=== DATA PROVIDED ===
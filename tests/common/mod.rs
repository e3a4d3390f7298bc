#![allow(dead_code)]

use std::sync::atomic::{AtomicUsize, Ordering};
use std::sync::Arc;

use axum::{
    body::Body,
    http::{Request, StatusCode},
    Router,
};
use serde_json::Value;
use tower::ServiceExt;

use registry::routes::{create_calendar_router, create_meeting_router};
use registry::{
    AppState, Attachment, CalendarSummary, Id, MeetingSummary, MemoryStore, Participant,
    PeerResolver, Resolution,
};

/// Sibling registries backed by fixed lists. Unknown ids resolve to nothing.
#[derive(Default)]
pub struct StubPeers {
    pub calendars: Vec<CalendarSummary>,
    pub meetings: Vec<MeetingSummary>,
    pub participants: Vec<Participant>,
    pub attachments: Vec<Attachment>,
    pub calls: AtomicUsize,
}

impl StubPeers {
    pub fn call_count(&self) -> usize {
        self.calls.load(Ordering::SeqCst)
    }

    fn pick<T: Clone>(&self, items: &[T], ids: &[Id], id_of: fn(&T) -> &Id) -> Resolution<T> {
        self.calls.fetch_add(1, Ordering::SeqCst);
        Resolution::Resolved(
            items
                .iter()
                .filter(|item| ids.contains(id_of(item)))
                .cloned()
                .collect(),
        )
    }
}

#[async_trait::async_trait]
impl PeerResolver for StubPeers {
    async fn calendars(&self, ids: &[Id]) -> Resolution<CalendarSummary> {
        self.pick(&self.calendars, ids, |c| &c.id)
    }

    async fn meetings(&self, ids: &[Id]) -> Resolution<MeetingSummary> {
        self.pick(&self.meetings, ids, |m| &m.id)
    }

    async fn participants(&self, ids: &[Id]) -> Resolution<Participant> {
        self.pick(&self.participants, ids, |p| &p.id)
    }

    async fn attachments(&self, ids: &[Id]) -> Resolution<Attachment> {
        self.pick(&self.attachments, ids, |a| &a.id)
    }
}

pub fn calendar_app(peers: Arc<StubPeers>) -> Router {
    create_calendar_router::<MemoryStore>()
        .with_state(AppState::new(Arc::new(MemoryStore::new()), peers))
}

pub fn meeting_app(peers: Arc<StubPeers>) -> Router {
    create_meeting_router::<MemoryStore>()
        .with_state(AppState::new(Arc::new(MemoryStore::new()), peers))
}

pub async fn send(app: &Router, method: &str, uri: &str, body: Option<Value>) -> (StatusCode, Value) {
    let builder = Request::builder().method(method).uri(uri);
    let request = match body {
        Some(json) => builder
            .header("content-type", "application/json")
            .body(Body::from(json.to_string())),
        None => builder.body(Body::empty()),
    }
    .unwrap_or_else(|err| panic!("failed to build request: {err}"));

    send_request(app, request).await
}

pub async fn send_raw(app: &Router, method: &str, uri: &str, raw: &str) -> (StatusCode, Value) {
    let request = Request::builder()
        .method(method)
        .uri(uri)
        .header("content-type", "application/json")
        .body(Body::from(raw.to_string()))
        .unwrap_or_else(|err| panic!("failed to build request: {err}"));

    send_request(app, request).await
}

async fn send_request(app: &Router, request: Request<Body>) -> (StatusCode, Value) {
    let response = match app.clone().oneshot(request).await {
        Ok(response) => response,
        Err(err) => panic!("router request failed: {err}"),
    };
    let status = response.status();
    let bytes = match axum::body::to_bytes(response.into_body(), 1024 * 1024).await {
        Ok(bytes) => bytes,
        Err(err) => panic!("failed to read response body: {err}"),
    };
    let value = if bytes.is_empty() {
        Value::Null
    } else {
        match serde_json::from_slice(&bytes) {
            Ok(value) => value,
            Err(err) => panic!(
                "response body is not JSON: {err}; body={}",
                String::from_utf8_lossy(&bytes)
            ),
        }
    };
    (status, value)
}

pub fn strings(value: &Value) -> Vec<String> {
    value
        .as_array()
        .unwrap_or_else(|| panic!("expected array, got {value}"))
        .iter()
        .map(|v| v.as_str().unwrap_or_default().to_string())
        .collect()
}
===
→ **TRY IT**:
Going line by line through the listing above, count those that contain "type" and give only the result.

→ **ANSWER TO THIS TASK**:
2